Pedro Garcia Hernandez, 48, is a carpenter in the southeastern Mexican state of Tabasco, a rainforest-shrouded region where about half of the residents live in poverty.
He ekes out a living making about 2,500 pesos ($125.17) a month from a tiny workspace inside the home he shares with his wife, Patrona, and their daughter, Yareli. The home has dirt floors, and during Tabasco's long rainy season, it's prone to flooding. Dust from his construction projects coats nearly everything in the home.
But that will soon change.
In a matter of months, Hernandez and his family are moving to a new home on the outskirts of Nacajuca, Mexico: a sleek, 500-square-foot building with two bedrooms, a finished kitchen and bath, and indoor plumbing. What's most unusual about the home is that it was made with an 11-foot-tall 3-D printer.
A manufacturing process that builds objects layer by layer from a digital file, 3-D printing is set for explosive growth. Nearly any object can be printed in 3-D; in construction, it uses concrete, foam and polymers to produce full-scale buildings. Now, the era of the 3D-printed community has arrived.
Hernandez's home is one of 500 being built by New Story, a San Francisco nonprofit organization focused on providing housing solutions to communities in extreme poverty, in partnership with Eachale, a social housing production company in Mexico, and Icon, a construction technology company in Austin, Texas.
When New Story broke ground on the village in 2019, it was called the world's first community of 3D-printed homes. Two years later, 200 homes are either under construction or have been completed, 10 of which were printed on site. Plans for roads, a soccer field, a school, a market and a library are in the works.
Single-family homes are a good testing ground for the durability of 3D-printed construction because they are small and offer a repetitive design process without much height, said Henry D'Esposito, who leads construction research at JLL, a commercial real estate firm. They can also be constructed to tolerate natural disasters: Nacajuca sits in a seismic zone, and the homes there have already withstood a magnitude 7.4 earthquake.
The technology is promising . In March, Palari Homes and construction company Mighty Buildings announced a $15 million planned community of more than a dozen 3D-printed homes in Rancho Mirage, Calif. The community has a waiting list of more than 1,000.
In Nacajuca, building a home with Icon's Vulcan II printer looks much like a massive soft-serve ice cream cone: Layers of lavacrete, the company's proprietary concrete mix, are poured one after another in long swirls. The printer is controlled by a tablet or smartphone, requires as few as three workers and can complete a home in less than 24 hours.

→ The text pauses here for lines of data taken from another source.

//! Dashboard application entry point

use eframe::egui;
use tracing::{debug, info};

use crate::config::{AppConfig, LayoutConfig, WindowConfig};
use crate::dashboard::components::render_sidebar;
use crate::dashboard::data::NAV_LINKS;
use crate::dashboard::state::{
    entrance_progress, DashboardAction, DashboardState, LayoutMode, Theme,
};
use crate::dashboard::theme::{self, Palette};
use crate::dashboard::views::{render_main_column, render_top_nav, render_widgets_column};

/// The main dashboard application
pub struct DashboardApp {
    /// Dashboard state; owns the theme flag
    state: DashboardState,
    /// Layout settings
    layout: LayoutConfig,
    /// Theme last pushed into the egui context
    applied_theme: Option<Theme>,
    /// Input time of the first frame, used for the card entrance animation
    mounted_at: Option<f64>,
}

impl DashboardApp {
    /// Create a new dashboard application
    pub fn new(layout: LayoutConfig) -> Self {
        Self {
            state: DashboardState::default(),
            layout,
            applied_theme: None,
            mounted_at: None,
        }
    }

    #[cfg(test)]
    pub fn theme(&self) -> Theme {
        self.state.theme()
    }

    #[cfg(test)]
    pub fn state_mut(&mut self) -> &mut DashboardState {
        &mut self.state
    }

    /// Create eframe options for the dashboard window
    pub fn options(window: &WindowConfig) -> eframe::NativeOptions {
        eframe::NativeOptions {
            viewport: egui::ViewportBuilder::default()
                .with_inner_size([window.width, window.height])
                .with_min_inner_size([window.min_width, window.min_height])
                .with_title(window.title.clone()),
            ..Default::default()
        }
    }

    /// Push the theme into egui when it differs from the applied one
    fn sync_theme(&mut self, ctx: &egui::Context) {
        let theme = self.state.theme();
        if self.applied_theme != Some(theme) {
            theme::apply_theme(ctx, theme);
            debug!("Applied {} palette", theme);
            self.applied_theme = Some(theme);
        }
    }

    /// Card entrance progress for this frame
    fn card_progress(&mut self, ctx: &egui::Context) -> f32 {
        if !self.layout.animate_cards {
            return 1.0;
        }

        let now = ctx.input(|i| i.time);
        let mounted_at = *self.mounted_at.get_or_insert(now);
        let progress = entrance_progress(now - mounted_at);
        if progress < 1.0 {
            ctx.request_repaint();
        }
        progress
    }

    /// Draw one frame and apply the actions it produced.
    ///
    /// Returns the applied actions; a pass egui will discard applies none.
    pub fn ui(&mut self, ctx: &egui::Context) -> Vec<DashboardAction> {
        self.sync_theme(ctx);

        let palette = Palette::for_theme(self.state.theme());
        let width = ctx.screen_rect().width();
        let mode = LayoutMode::for_width(width, self.layout.compact_breakpoint);
        let card_progress = self.card_progress(ctx);

        match mode {
            LayoutMode::Compact => {
                egui::TopBottomPanel::top("mobile_nav").show(ctx, |ui| {
                    render_top_nav(ui, palette, &mut self.state);
                });
            }
            LayoutMode::Wide => {
                egui::SidePanel::left("sidebar")
                    .resizable(false)
                    .exact_width(self.layout.sidebar_width)
                    .show(ctx, |ui| {
                        render_sidebar(ui, palette, &NAV_LINKS, &mut self.state);
                    });

                egui::SidePanel::right("sidebar_features")
                    .resizable(false)
                    .exact_width(self.layout.widgets_width)
                    .show(ctx, |ui| {
                        egui::ScrollArea::vertical().show(ui, |ui| {
                            ui.add_space(16.0);
                            render_widgets_column(ui, palette);
                        });
                    });
            }
        }

        let content_max_width = self.layout.content_max_width;
        egui::CentralPanel::default().show(ctx, |ui| {
            egui::ScrollArea::vertical().show(ui, |ui| {
                egui::Frame::none().inner_margin(16.0).show(ui, |ui| {
                    ui.set_max_width(content_max_width);
                    render_main_column(ui, palette, &mut self.state, mode, card_progress);
                });
            });
        });

        // A discarded pass is re-run, so its clicks will be seen again
        if ctx.will_discard() {
            self.state.discard_actions();
            Vec::new()
        } else {
            self.state.process_actions()
        }
    }
}

impl eframe::App for DashboardApp {
    fn update(&mut self, ctx: &egui::Context, _frame: &mut eframe::Frame) {
        let _ = self.ui(ctx);
    }
}

/// Run the dashboard window (blocking)
pub fn run_dashboard(config: &AppConfig) -> Result<(), eframe::Error> {
    info!("Opening dashboard window");
    let app = DashboardApp::new(config.layout.clone());
    eframe::run_native(
        &config.window.title,
        DashboardApp::options(&config.window),
        Box::new(|_cc| Ok(Box::new(app))),
    )
}


#[cfg(test)]
mod tests {
    use super::*;
    use crate::dashboard::data::{leaderboard_rows, NAV_LINKS, LEADERBOARD};
    use crate::dashboard::state::InertControl;
    use egui::{Event, Modifiers, PointerButton, Pos2, Rect, Vec2};

    const WIDE: Vec2 = Vec2::new(1400.0, 900.0);

    /// x coordinate inside the sidebar
    const SIDEBAR_X: f32 = 100.0;

    fn run_frame(
        app: &mut DashboardApp,
        ctx: &egui::Context,
        size: Vec2,
        time: f64,
        events: Vec<Event>,
    ) -> (Vec<DashboardAction>, egui::FullOutput) {
        let input = egui::RawInput {
            screen_rect: Some(Rect::from_min_size(Pos2::ZERO, size)),
            time: Some(time),
            events,
            ..Default::default()
        };
        let mut applied = Vec::new();
        let output = ctx.run(input, |ctx| applied.extend(app.ui(ctx)));
        (applied, output)
    }

    fn frame(app: &mut DashboardApp, ctx: &egui::Context, size: Vec2, time: f64) -> Vec<DashboardAction> {
        run_frame(app, ctx, size, time, Vec::new()).0
    }

    /// Press in one frame, release in the next
    fn click(
        app: &mut DashboardApp,
        ctx: &egui::Context,
        size: Vec2,
        pos: Pos2,
        time: f64,
    ) -> Vec<DashboardAction> {
        let button = |pressed| Event::PointerButton {
            pos,
            button: PointerButton::Primary,
            pressed,
            modifiers: Modifiers::default(),
        };

        let mut applied = run_frame(app, ctx, size, time, vec![Event::PointerMoved(pos), button(true)]).0;
        applied.extend(run_frame(app, ctx, size, time + 0.05, vec![button(false)]).0);
        applied
    }

    /// Click down the sidebar, one freshly mounted dashboard per click
    fn sidebar_sweep(size: Vec2) -> Vec<(f32, Vec<DashboardAction>)> {
        let ctx = egui::Context::default();
        let mut results = Vec::new();
        let mut time = 0.0;
        let mut y = 2.0;
        while y < size.y {
            let mut app = DashboardApp::new(LayoutConfig::default());
            frame(&mut app, &ctx, size, time);
            let applied = click(&mut app, &ctx, size, Pos2::new(SIDEBAR_X, y), time + 1.0);
            results.push((y, applied));
            y += 6.0;
            time += 10.0;
        }
        results
    }

    fn find_y(sweep: &[(f32, Vec<DashboardAction>)], action: DashboardAction) -> f32 {
        sweep
            .iter()
            .find(|(_, applied)| applied.as_slice() == [action])
            .map(|(y, _)| *y)
            .unwrap_or_else(|| panic!("no sidebar position produced {:?}", action))
    }

    fn drawn_texts(output: &egui::FullOutput) -> Vec<String> {
        output
            .shapes
            .iter()
            .filter_map(|clipped| match &clipped.shape {
                egui::Shape::Text(text) => Some(text.galley.text().to_owned()),
                _ => None,
            })
            .collect()
    }

    #[test]
    fn test_mount_starts_light_and_draws_leaderboard_in_order() {
        let ctx = egui::Context::default();
        let mut app = DashboardApp::new(LayoutConfig::default());

        let (applied, output) = run_frame(&mut app, &ctx, Vec2::new(1400.0, 2000.0), 0.0, Vec::new());

        assert!(applied.is_empty());
        assert_eq!(app.theme(), Theme::Light);
        assert!(!ctx.style().visuals.dark_mode);

        let texts = drawn_texts(&output);
        let rows = leaderboard_rows(&LEADERBOARD);
        assert_eq!(
            rows,
            vec!["🏆 PlayerOne – 1200 pts", "🥈 GamerX – 950 pts", "🥉 ProHero – 870 pts"]
        );

        let positions: Vec<usize> = rows
            .iter()
            .map(|row| {
                let matches = texts.iter().filter(|t| *t == row).count();
                assert_eq!(matches, 1, "leaderboard row {:?} drawn {} times", row, matches);
                texts.iter().position(|t| t == row).unwrap()
            })
            .collect();
        assert!(positions.windows(2).all(|pair| pair[0] < pair[1]));
    }

    #[test]
    fn test_every_sidebar_row_clickable_at_minimum_height() {
        let size = Vec2::new(1400.0, WindowConfig::default().min_height);
        let sweep = sidebar_sweep(size);

        for (y, applied) in &sweep {
            assert!(applied.len() <= 1, "y={} applied {:?}", y, applied);
        }
        for link in &NAV_LINKS {
            find_y(&sweep, DashboardAction::Inert(InertControl::Nav(link.label)));
        }
        let notes = find_y(&sweep, DashboardAction::Inert(InertControl::Nav("Notes")));
        let toggle = find_y(&sweep, DashboardAction::ToggleTheme);
        assert!(notes < toggle);
    }

    #[test]
    fn test_theme_switch_click_toggles_exactly_once() {
        let toggle_y = find_y(&sidebar_sweep(WIDE), DashboardAction::ToggleTheme);
        let pos = Pos2::new(SIDEBAR_X, toggle_y);

        let ctx = egui::Context::default();
        let mut app = DashboardApp::new(LayoutConfig::default());
        frame(&mut app, &ctx, WIDE, 0.0);

        let applied = click(&mut app, &ctx, WIDE, pos, 1.0);
        assert_eq!(applied, vec![DashboardAction::ToggleTheme]);
        assert_eq!(app.theme(), Theme::Dark);

        // palette follows on the next frame
        frame(&mut app, &ctx, WIDE, 2.0);
        assert!(ctx.style().visuals.dark_mode);

        let applied = click(&mut app, &ctx, WIDE, pos, 3.0);
        assert_eq!(applied, vec![DashboardAction::ToggleTheme]);
        assert_eq!(app.theme(), Theme::Light);

        frame(&mut app, &ctx, WIDE, 4.0);
        assert!(!ctx.style().visuals.dark_mode);
    }

    #[test]
    fn test_nav_click_leaves_theme_unchanged() {
        let chat = DashboardAction::Inert(InertControl::Nav("Chat"));
        let chat_y = find_y(&sidebar_sweep(WIDE), chat);

        let ctx = egui::Context::default();
        let mut app = DashboardApp::new(LayoutConfig::default());
        frame(&mut app, &ctx, WIDE, 0.0);

        let applied = click(&mut app, &ctx, WIDE, Pos2::new(SIDEBAR_X, chat_y), 1.0);
        assert_eq!(applied, vec![chat]);
        assert_eq!(app.theme(), Theme::Light);

        frame(&mut app, &ctx, WIDE, 2.0);
        assert!(!ctx.style().visuals.dark_mode);
    }

    #[test]
    fn test_inert_actions_survive_frames_unchanged() {
        let ctx = egui::Context::default();
        let mut app = DashboardApp::new(LayoutConfig::default());

        for (step, label) in ["Home", "Chat", "Notes"].into_iter().enumerate() {
            app.state_mut()
                .emit(DashboardAction::Inert(InertControl::Nav(label)));
            app.state_mut()
                .emit(DashboardAction::Inert(InertControl::Filter("Genre")));
            frame(&mut app, &ctx, WIDE, step as f64);
            assert_eq!(app.theme(), Theme::Light);
        }
    }

    #[test]
    fn test_compact_layout_hides_sidebar() {
        let ctx = egui::Context::default();
        let mut app = DashboardApp::new(LayoutConfig::default());
        let size = Vec2::new(400.0, 900.0);

        let (_, output) = run_frame(&mut app, &ctx, size, 0.0, Vec::new());
        let texts = drawn_texts(&output);

        assert!(!texts.iter().any(|t| t == "Theme Switch"));
        assert!(!texts.iter().any(|t| t == "Notes"));
        assert!(texts.iter().any(|t| t == "Advanced Search & Filters"));
        assert_eq!(app.theme(), Theme::Light);
    }

    #[test]
    fn test_card_progress_tracks_mount_time() {
        let ctx = egui::Context::default();
        let mut app = DashboardApp::new(LayoutConfig::default());

        frame(&mut app, &ctx, WIDE, 5.0);
        assert_eq!(app.mounted_at, Some(5.0));

        frame(&mut app, &ctx, WIDE, 6.0);
        assert_eq!(app.mounted_at, Some(5.0));
    }

    #[test]
    fn test_card_animation_can_be_disabled() {
        let ctx = egui::Context::default();
        let layout = LayoutConfig {
            animate_cards: false,
            ..LayoutConfig::default()
        };
        let mut app = DashboardApp::new(layout);

        frame(&mut app, &ctx, WIDE, 0.0);
        assert_eq!(app.mounted_at, None);
    }

    #[test]
    fn test_window_options() {
        let window = WindowConfig::default();
        let options = DashboardApp::options(&window);
        assert_eq!(
            options.viewport.inner_size,
            Some(egui::vec2(window.width, window.height))
        );
        assert_eq!(options.viewport.title.as_deref(), Some("Woopen Gamers"));
    }
}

"We know that being able to build more quickly, without sacrificing quality, is something that we have to make huge leaps on if we're going to even make a dent on the issue of housing in our lifetime," said Brett Hagler, New Story's CEO and one of four founders.
The organization was started in 2015, shortly after Hagler took a trip to Haiti and saw families still living in tents years after the 2010 earthquake there. Across the globe, 1.6 billion people live with inadequate housing, according to Habitat for Humanity.

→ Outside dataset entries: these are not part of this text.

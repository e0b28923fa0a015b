//! Dashboard theme and styling
//!
//! Light and dark palettes for the dashboard UI. Components read colors from
//! the active [`Palette`] instead of hard-coding them, so a theme switch
//! recolors the whole tree.

use egui::{Color32, FontFamily, FontId, Rounding, Stroke, TextStyle, Visuals};

use crate::dashboard::state::Theme;

/// Corner radius shared by cards and buttons
pub const CARD_ROUNDING: f32 = 16.0;

/// Colors used by every dashboard component
#[derive(Debug, Clone, Copy, PartialEq)]
pub struct Palette {
    // Background colors
    pub background: Color32,
    pub card: Color32,
    pub muted: Color32,
    pub hover: Color32,

    // Accent colors
    pub primary: Color32,
    pub secondary: Color32,

    // Text colors
    pub text_primary: Color32,
    pub text_secondary: Color32,
    pub text_muted: Color32,

    // Border colors
    pub border: Color32,
    pub border_focus: Color32,
}

impl Palette {
    pub const LIGHT: Palette = Palette {
        background: Color32::from_rgb(250, 250, 252),
        card: Color32::from_rgb(255, 255, 255),
        muted: Color32::from_rgb(241, 242, 246),
        hover: Color32::from_rgb(232, 234, 240),
        primary: Color32::from_rgb(37, 99, 235),
        secondary: Color32::from_rgb(226, 232, 240),
        text_primary: Color32::from_rgb(15, 23, 42),
        text_secondary: Color32::from_rgb(71, 85, 105),
        text_muted: Color32::from_rgb(100, 116, 139),
        border: Color32::from_rgb(226, 232, 240),
        border_focus: Color32::from_rgb(37, 99, 235),
    };

    pub const DARK: Palette = Palette {
        background: Color32::from_rgb(18, 18, 24),
        card: Color32::from_rgb(28, 28, 36),
        muted: Color32::from_rgb(38, 38, 48),
        hover: Color32::from_rgb(48, 48, 60),
        primary: Color32::from_rgb(88, 166, 255),
        secondary: Color32::from_rgb(38, 38, 48),
        text_primary: Color32::from_rgb(240, 240, 245),
        text_secondary: Color32::from_rgb(160, 160, 175),
        text_muted: Color32::from_rgb(100, 100, 115),
        border: Color32::from_rgb(50, 50, 65),
        border_focus: Color32::from_rgb(88, 166, 255),
    };

    pub fn for_theme(theme: Theme) -> &'static Palette {
        match theme {
            Theme::Light => &Self::LIGHT,
            Theme::Dark => &Self::DARK,
        }
    }
}

/// Build egui visuals for a theme
pub fn visuals_for(theme: Theme) -> Visuals {
    let palette = Palette::for_theme(theme);
    let mut visuals = if theme.is_dark() {
        Visuals::dark()
    } else {
        Visuals::light()
    };

    // Window and panel backgrounds
    visuals.window_fill = palette.card;
    visuals.panel_fill = palette.background;
    visuals.faint_bg_color = palette.muted;
    visuals.extreme_bg_color = palette.card;

    // Widget colors
    visuals.widgets.noninteractive.bg_fill = palette.card;
    visuals.widgets.noninteractive.bg_stroke = Stroke::new(1.0, palette.border);
    visuals.widgets.noninteractive.fg_stroke = Stroke::new(1.0, palette.text_secondary);
    visuals.widgets.noninteractive.rounding = Rounding::same(CARD_ROUNDING);

    visuals.widgets.inactive.bg_fill = palette.muted;
    visuals.widgets.inactive.weak_bg_fill = palette.muted;
    visuals.widgets.inactive.fg_stroke = Stroke::new(1.0, palette.text_primary);
    visuals.widgets.inactive.rounding = Rounding::same(CARD_ROUNDING);

    visuals.widgets.hovered.bg_fill = palette.hover;
    visuals.widgets.hovered.weak_bg_fill = palette.hover;
    visuals.widgets.hovered.fg_stroke = Stroke::new(1.0, palette.text_primary);
    visuals.widgets.hovered.rounding = Rounding::same(CARD_ROUNDING);

    visuals.widgets.active.bg_fill = palette.primary;
    visuals.widgets.active.fg_stroke = Stroke::new(1.0, palette.text_primary);
    visuals.widgets.active.rounding = Rounding::same(CARD_ROUNDING);

    visuals.widgets.open.bg_fill = palette.hover;
    visuals.widgets.open.fg_stroke = Stroke::new(1.0, palette.text_primary);
    visuals.widgets.open.rounding = Rounding::same(CARD_ROUNDING);

    // Selection and interaction
    visuals.selection.bg_fill = color_with_alpha(palette.primary, 77); // ~0.3 alpha
    visuals.selection.stroke = Stroke::new(1.0, palette.border_focus);

    visuals.hyperlink_color = palette.primary;

    visuals.window_rounding = Rounding::same(CARD_ROUNDING);
    visuals.window_stroke = Stroke::new(1.0, palette.border);
    visuals.menu_rounding = Rounding::same(8.0);

    visuals
}

/// Apply a theme to egui
pub fn apply_theme(ctx: &egui::Context, theme: Theme) {
    let mut style = (*ctx.style()).clone();

    style.visuals = visuals_for(theme);

    // Spacing
    style.spacing.item_spacing = egui::vec2(8.0, 8.0);
    style.spacing.button_padding = egui::vec2(12.0, 6.0);
    style.spacing.window_margin = egui::Margin::same(16.0);

    style.text_styles = [
        (TextStyle::Small, FontId::new(12.0, FontFamily::Proportional)),
        (TextStyle::Body, FontId::new(14.0, FontFamily::Proportional)),
        (TextStyle::Monospace, FontId::new(14.0, FontFamily::Monospace)),
        (TextStyle::Button, FontId::new(14.0, FontFamily::Proportional)),
        (TextStyle::Heading, FontId::new(16.0, FontFamily::Proportional)),
    ]
    .into();

    ctx.set_style(style);
}

/// Helper to create a color with modified alpha
pub fn color_with_alpha(color: Color32, alpha: u8) -> Color32 {
    Color32::from_rgba_unmultiplied(color.r(), color.g(), color.b(), alpha)
}

#[cfg(test)]
mod tests {
    use super::*;

    #[test]
    fn test_palette_for_theme() {
        assert_eq!(Palette::for_theme(Theme::Light), &Palette::LIGHT);
        assert_eq!(Palette::for_theme(Theme::Dark), &Palette::DARK);
        assert_ne!(Palette::LIGHT.background, Palette::DARK.background);
    }

    #[test]
    fn test_visuals_follow_theme() {
        assert!(!visuals_for(Theme::Light).dark_mode);
        assert!(visuals_for(Theme::Dark).dark_mode);
        assert_eq!(visuals_for(Theme::Dark).panel_fill, Palette::DARK.background);
        assert_eq!(visuals_for(Theme::Light).panel_fill, Palette::LIGHT.background);
    }

    #[test]
    fn test_apply_theme_sets_context_style() {
        let ctx = egui::Context::default();

        apply_theme(&ctx, Theme::Dark);
        assert!(ctx.style().visuals.dark_mode);

        apply_theme(&ctx, Theme::Light);
        assert!(!ctx.style().visuals.dark_mode);
    }

    #[test]
    fn test_color_with_alpha() {
        let color = color_with_alpha(Color32::from_rgb(10, 20, 30), 128);
        assert_eq!(color.a(), 128);
    }
}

Speed is only one factor in building a village. New Story has teamed up with local officials in Tabasco to bring sewage services, electricity and water to the community.

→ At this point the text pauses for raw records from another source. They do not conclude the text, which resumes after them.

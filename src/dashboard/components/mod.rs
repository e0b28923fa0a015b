//! Reusable UI components for the dashboard

pub mod buttons;
pub mod game_card;
pub mod info_card;
pub mod search_panel;
pub mod sidebar;

pub use buttons::{pill_button, ButtonVariant};
pub use game_card::render_game_grid;
pub use info_card::{render_list_card, show_card};
pub use search_panel::render_search_panel;
pub use sidebar::render_sidebar;
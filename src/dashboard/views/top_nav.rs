//! Top navigation bar shown in compact layout

use egui::RichText;

use crate::dashboard::components::{pill_button, ButtonVariant};
use crate::dashboard::state::{DashboardAction, DashboardState, InertControl};
use crate::dashboard::theme::Palette;

pub fn render_top_nav(ui: &mut egui::Ui, palette: &Palette, state: &mut DashboardState) {
    ui.add_space(8.0);
    ui.horizontal(|ui| {
        let home = ui
            .add(pill_button("🏠", ButtonVariant::Ghost, palette))
            .on_hover_text("Home");
        if home.clicked() {
            state.emit(DashboardAction::Inert(InertControl::MobileHome));
        }

        ui.with_layout(egui::Layout::right_to_left(egui::Align::Center), |ui| {
            if ui
                .add(pill_button("➡ Log in / Sign up", ButtonVariant::Primary, palette))
                .clicked()
            {
                state.emit(DashboardAction::Inert(InertControl::LogIn));
            }

            ui.add(
                egui::TextEdit::singleline(&mut state.search.mobile)
                    .hint_text(RichText::new("Search").color(palette.text_muted))
                    .desired_width(ui.available_width()),
            );
        });
    });
    ui.add_space(8.0);
}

Eachale, which has been operating in Mexico for 24 years, helped New Story select residents for the new homes based on need. It decided to sign the titles of each home not to a whole family but to the woman of the house.
"It's to protect the family," said Francesco Piazzesi, Eachale's CEO. "A man will sell a house if they need to. A woman will do whatever she needs to do to save the house for her children and her family."
When Icon was founded, its biggest hurdle was convincing skeptics, said Jason Ballard, one of Icon's founders and its CEO.
"I had builders and developers explaining to me how it's not possible to get concrete to do that, even as I walked them up to our 3D-printed house," he said. "Now our biggest challenge is we've just got to make more printers."